My friendship with Angel has always been of the utmost importance to me. We went from being silly little girls to raising our own silly children. She and I both have three kids; we were pregnant at the same time with two of our pregnancies. So needless to say, we’re more than just friends — we’re family.
In October 2016 I was pregnant with my youngest daughter, Savannah. Angel’s youngest son, Jaxton, had just been born in July, so he was around 3 months old. She saw how difficult my pregnancy was, and how much time I spent hospitalized because of various complications. Then on October 13, 2016, Savannah made her arrival into this world. She was over 10 weeks early, she weighed just 2-pounds, 11-ounces and was 15 inches long. There are numerous complications that arise from premature birth, Savannah had quite a few. She had a choriod plexus cyst on her brain. She had a grade 4 intraventricular hemorrhage (brain bleed). She had three congenital heart defects at birth, ventricular septal defect (VSD) atrial septal defect (ASD) and patent foramen ovale (PFO). She developed bronchopulmonary dysplasia (BPD) because of the oxygen therapy she had to receive while in the NICU. She faced many challenges.
When Savannah was 5 days old, the doctors’ suspicions were proven to be true, as her complicated karyotype confirmed a diagnosis of Mosaic Translocation Down syndrome. I was devastated. Not only did my baby have to suffer through a traumatic birth, I thuoghts she would face a lifetime of potential health complications related to Down syndrome. I was uneducated about it, and believed a lot of the incorrect stereotypes about Down syndrome. Of course, Angel was one of the first people I talked to after Savannah’s diagnosis was confirmed. She patiently listened as I tried to explain what Mosaic Translocation even is. She listened to all my worries, my fears, my grief, without passing judgement. She told me everything would be fine, that it wouldn’t be easy, but that we all love Savannah and that’s what was important.
Angel shared she chose not to have the optional genetic testing when she was pregnant with her boys, because even if it was positive, it wouldn’t change a thing, they would still be her child regardless, and she would love them no matter what. She said so many things I really needed to hear at that time. She’s never tried to say she “knows how I feel,” but she has always been there for me.
As time passed, Savannah finally got to come home after 68 days in the NICU. I was so excited when Angel and Jaxton could finally come see us! Angel treated Savannah exactly the same as she had treated my other two children; she treated Savannah like the precious little baby she is. And she treated me the same as she always had. I wasn’t a “preemie mom” or “Down syndrome mom” to her, I was still just Heather. And I didn’t even know how much I needed that at that time.

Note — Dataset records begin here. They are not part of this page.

use std::sync::Arc;

use anyhow::{anyhow, Result};
use chrono::Utc;
use octo_commands::issue_actions::{add_to_monthly_project, create_issue_summary, set_label_to_issue};
use octo_commands::{dispatch_comment, BotServices, CommandContext, CommentDispatchOutcome, CommentSubject};
use octo_github::github_app_auth::InstallationTokenProvider;
use octo_github::webhook_payload::{GithubRepository, IssuesPayload, WebhookEvent};
use octo_github::{GithubApiClient, GithubApiConfig, RepoRef};

use crate::action_aggregator::{run_actions, ActionOutcome, NamedAction};
use crate::sender_validator::{validate_sender, SenderDecision};

#[derive(Clone)]
/// Enumerates supported `GithubAuth` values.
pub enum GithubAuth {
    /// Installation access token minted per delivery from the App credentials.
    App(Arc<InstallationTokenProvider>),
    /// Fixed token for local development against a single account.
    StaticToken(String),
}

#[derive(Debug, Clone, PartialEq, Eq)]
/// Enumerates supported `DeliveryOutcome` values.
pub enum DeliveryOutcome {
    Unsubscribed { event: String },
    SenderRejected { event: String, decision: SenderDecision },
    Actions { event: String, outcomes: Vec<ActionOutcome> },
    Comment { event: String, outcome: CommentDispatchOutcome },
}

/// Routes decoded deliveries to the command dispatcher or to issue actions.
#[derive(Clone)]
pub struct DeliveryRouter {
    services: BotServices,
    auth: GithubAuth,
    api_base: String,
    request_timeout_ms: u64,
}

impl DeliveryRouter {
    pub fn new(
        services: BotServices,
        auth: GithubAuth,
        api_base: impl Into<String>,
        request_timeout_ms: u64,
    ) -> Self {
        Self {
            services,
            auth,
            api_base: api_base.into(),
            request_timeout_ms,
        }
    }

    pub async fn route(&self, event: WebhookEvent) -> Result<DeliveryOutcome> {
        let name = event.name();
        let Some(sender) = event.sender() else {
            tracing::debug!(event = %name, "ignoring unsubscribed event");
            return Ok(DeliveryOutcome::Unsubscribed { event: name });
        };
        let decision = validate_sender(sender, event.installation_id(), &self.services.settings);
        if !decision.is_allowed() {
            tracing::debug!(event = %name, sender = %sender.login, ?decision, "sender rejected");
            return Ok(DeliveryOutcome::SenderRejected {
                event: name,
                decision,
            });
        }

        let repository = event
            .repository()
            .ok_or_else(|| anyhow!("delivery {name} has no repository"))?;
        let github = self
            .github_client(repository, event.installation_id())
            .await?;

        match event {
            WebhookEvent::IssueOpened(payload) => {
                let actions = self.issue_opened_actions(github, payload);
                Ok(DeliveryOutcome::Actions {
                    outcomes: run_actions(&name, actions).await,
                    event: name,
                })
            }
            WebhookEvent::IssueClosed(payload) => {
                let actions = self.issue_closed_actions(github, payload);
                Ok(DeliveryOutcome::Actions {
                    outcomes: run_actions(&name, actions).await,
                    event: name,
                })
            }
            WebhookEvent::IssueCommentCreated(payload) => {
                let ctx = CommandContext::new(
                    self.services.clone(),
                    github,
                    CommentSubject::Issue {
                        issue: payload.issue,
                        comment: payload.comment,
                    },
                );
                Ok(DeliveryOutcome::Comment {
                    outcome: dispatch_comment(&ctx).await,
                    event: name,
                })
            }
            WebhookEvent::DiscussionCommentCreated(payload) => {
                let ctx = CommandContext::new(
                    self.services.clone(),
                    github,
                    CommentSubject::Discussion {
                        discussion: payload.discussion,
                        comment: payload.comment,
                    },
                );
                Ok(DeliveryOutcome::Comment {
                    outcome: dispatch_comment(&ctx).await,
                    event: name,
                })
            }
            WebhookEvent::Unsubscribed { .. } => Ok(DeliveryOutcome::Unsubscribed { event: name }),
        }
    }

    async fn github_client(
        &self,
        repository: &GithubRepository,
        installation_id: Option<u64>,
    ) -> Result<GithubApiClient> {
        let token = match &self.auth {
            GithubAuth::StaticToken(token) => token.clone(),
            GithubAuth::App(provider) => {
                let installation_id = installation_id
                    .ok_or_else(|| anyhow!("delivery has no installation id"))?;
                provider.installation_token(installation_id).await?
            }
        };
        GithubApiClient::new(
            GithubApiConfig {
                api_base: self.api_base.clone(),
                token,
                request_timeout_ms: self.request_timeout_ms,
            },
            RepoRef::new(repository.owner.login.clone(), repository.name.clone()),
        )
    }

    fn issue_opened_actions(&self, github: GithubApiClient, payload: IssuesPayload) -> Vec<NamedAction> {
        let organization = payload.organization.map(|organization| organization.login);
        let label_services = self.services.clone();
        let label_github = github.clone();
        let label_issue = payload.issue.clone();
        let issue = payload.issue;
        vec![
            NamedAction::new("setLabelToIssue", async move {
                set_label_to_issue(&label_services, &label_github, &label_issue, None).await
            }),
            NamedAction::new("addToMonthlyProject", async move {
                add_to_monthly_project(&github, &issue, organization.as_deref(), Utc::now()).await
            }),
        ]
    }

    fn issue_closed_actions(&self, github: GithubApiClient, payload: IssuesPayload) -> Vec<NamedAction> {
        let summary_services = self.services.clone();
        let summary_github = github.clone();
        let summary_issue = payload.issue.clone();
        let services = self.services.clone();
        let issue = payload.issue;
        vec![
            NamedAction::new("createIssueSummary", async move {
                create_issue_summary(&summary_services, &summary_github, &summary_issue).await
            }),
            NamedAction::new("setLabelToIssue", async move {
                set_label_to_issue(&services, &github, &issue, None).await
            }),
        ]
    }
}
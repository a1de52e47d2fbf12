mod bootstrap;
mod cli_args;

use anyhow::Result;
use clap::Parser;
use tracing::level_filters::LevelFilter;
use tracing_subscriber::EnvFilter;

use crate::bootstrap::bootstrap;
use crate::cli_args::Cli;

fn init_tracing() {
    let env_filter = EnvFilter::builder()
        .with_default_directive(LevelFilter::INFO.into())
        .from_env_lossy();

    tracing_subscriber::fmt()
        .with_env_filter(env_filter)
        .with_target(false)
        .compact()
        .init();
}

#[tokio::main]
async fn main() -> Result<()> {
    init_tracing();
    let cli = Cli::parse();
    let ready = bootstrap(&cli)?;
    if cli.check_config {
        tracing::info!(config = %cli.config.display(), "configuration is valid");
        return Ok(());
    }
    octo_runtime::run_webhook_server(ready.server, ready.router).await
}
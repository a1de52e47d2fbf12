use anyhow::Result;
use async_trait::async_trait;
use octo_ai::CompletionRequest;

use crate::command_context::CommandContext;
use crate::command_registry::CommandHandler;
use crate::issue_content::issue_with_comments;
use crate::prompts;

/// `/format [instruction]`: rewrites the issue description from the conversation.
pub struct FormatCommand;

#[async_trait]
impl CommandHandler for FormatCommand {
    async fn execute(&self, ctx: &CommandContext, args: Option<&str>) -> Result<()> {
        let issue = ctx.require_issue()?;
        let content = issue_with_comments(&ctx.github, ctx.registry(), issue, false).await?;
        let lead = match args {
            Some(args) => format!("The issue is as follows. {args}"),
            None => "The issue is as follows.".to_string(),
        };
        let formatted = ctx
            .services
            .backend
            .complete(
                ctx.settings().default_provider,
                CompletionRequest::new(prompts::FORMAT_ISSUE, vec![lead, content]),
            )
            .await?;
        if formatted.is_empty() {
            tracing::info!(issue = issue.number, "formatter returned nothing; body unchanged");
            return Ok(());
        }
        ctx.github.update_issue_body(issue.number, &formatted).await
    }
}
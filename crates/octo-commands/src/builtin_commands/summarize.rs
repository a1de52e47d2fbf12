use anyhow::Result;
use async_trait::async_trait;

use crate::command_context::CommandContext;
use crate::command_registry::CommandHandler;
use crate::issue_actions::summarize_issue;
use crate::issue_content::issue_with_comments;

/// `/summarize [instruction]`: posts a summary of the issue conversation.
pub struct SummarizeCommand;

#[async_trait]
impl CommandHandler for SummarizeCommand {
    async fn execute(&self, ctx: &CommandContext, args: Option<&str>) -> Result<()> {
        let issue = ctx.require_issue()?;
        let content = issue_with_comments(&ctx.github, ctx.registry(), issue, false).await?;
        let summary = summarize_issue(&ctx.services, &content, args).await?;
        ctx.post_comment(&summary).await
    }
}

As we all adjusted to our new “normal,” I couldn’t help but notice how so many people acted different around Savannah and our family. Not just strangers, either. Our own family members treat us and Savannah differently. She is 17 months old and there are people in our families who have never even held her. They flat out refuse when we’ve said, “Here, why don’t you hold her?” It comes across as if they thought Down syndrome is contagious. Sometimes other people’s ignorance hurts, but it’s shown us who truly loves and cares for us.
Over the past year, I have become very passionate about spreading awareness and being an advocate for my daughter. And that, too, makes some people uncomfortable. I will never “shut up” about Down syndrome or stop advocating for my daughter. But if my passion for the Down syndrome and the disability community has ever made Angel feel uncomfortable, she does a top notch job of hiding it! She has encouraged and supported everything I’ve done to advocate and raise awareness. And at the same time she has always treated me and my children the same — she treats us like I’m her best friend and my kids are her children’s best friends. Because that’s what we are.
Angel and I are still “Heather and Angel,” with all the ridiculous stories of the things we did when we were teenagers, along with adding some pretty amazing new memories. My best friend’s response to my daughter’s diagnosis of Down syndrome is another one of the millions of reasons why I love her so much. It isn’t anything special in her opinion, and honestly I wouldn’t have expected anything less from her than all the love, support and compassion she showed me in those early days, because that’s just who she is.
I pray that every new mom who just found out her child has Down syndrome would have a best friend like Angel in their life. Her response to everything was exactly what I needed at that time, and her continued support absolutely means the world to me. I hope that other people in that situation, where their friend has learned their child may have a disability, could learn from Angel’s response, and be to them what my best friend was to me.